SRI AUROBINDO
Collected Plays and Short Stories
Part Two
Bibliographical Note
The Viziers of Bassora is one of the early works of Sri Aurobindo on a major scale. Written in Baroda, it has a curious history attached to it. Sri Aurobindo seems to have had especial fondness for this early creation of his. He particularly mentioned it in the Introduction to Collected Poems and Plays as one of the two works lost — the other being a translation of Kalidasa's Meghaduta (Cloud-Messenger).
By a strange turn of destiny the drama was recovered from the Government Archives in 1951 along with other manuscripts which had been exhibits in the Alipore Conspiracy Case.
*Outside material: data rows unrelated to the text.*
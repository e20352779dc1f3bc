//! CLI command implementations

mod classify;
mod config;
mod restart;
mod start;
mod status;
mod stop;
mod stub;
mod test;

pub use classify::classify_command;
pub use config::{config_check, config_init, config_path, config_show, resolve_config_path};
pub use restart::restart_command;
pub use start::start_command;
pub use status::status_command;
pub use stop::stop_command;
pub use stub::stub_service_command;
pub use test::test_command;

use std::path::Path;

use hb_core::config::{load_config, DEFAULT_IPC_PORT};

/// IPC address of the orchestrator configured at `path`.
///
/// An unreadable config falls back to the default port so `status` and
/// `stop` still work against a daemon started with defaults.
pub fn ipc_address(path: &Path) -> String {
    match load_config(path) {
        Ok(config) => config.ipc_address(),
        Err(e) => {
            tracing::debug!("Using default IPC port ({})", e);
            format!("127.0.0.1:{}", DEFAULT_IPC_PORT)
        }
    }
}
This play was published in Sri Aurobindo Mandir Annual, 1959, and also issued in book-form in the same year.
Prince of Edur was written, as noted in the manuscript, in 1907, that is to say, in the very thick of Sri Aurobindo's political activity. It is not complete as it has only three acts and not five. The Prince of Mathura, available as a fragment and printed here for the first time, is a different version of the same theme.
Prince of Edur was first published in Sri Aurobindo Mandir Annual. 1961.
The Maid in the Mill and The House of Brut are both incomplete and belong to Sri Aurobindo's early Baroda period. They were printed in Sri Aurobindo Mandir Annual, 1962, for the first time.
The Birth of Sin printed here as a play seems to be the first version of what appeared as a dialogue in poetic form in Collected Poems and Plays of Sri Aurobindo in 1942.
Vikramorvasie or The Hero and the Nymph, translated from Kalidasa's play in Sanskrit, was written in Baroda and it was first published in book-form in 1911. The second edition appeared in 1941 and the third was published in 1952 with “On Translating Kalidasa” as an Introduction and “The Character of the Hero” as an Appendix, both being studies written in Baroda.
Short Stories: The three stories — The Phantom Hour, The Door at Abelard and The Devil's Mastiff — the last two of which are incomplete — belong to a projected series called Idylls of the Occult. The fourth story, The Golden Bird, seems to be symbolic. All these stories belong to the early period in Pondicherry. They have been printed in Ashram journals. The Phantom Hour was also published in book-form in 1951.
Juvenilia: Just as the printing of Volume 7 was brought to an end one incomplete play and one fragment of a play came to light. They belong to Sri Aurobindo's student days in London. The Witch of Ilni bears the date: October, 1891.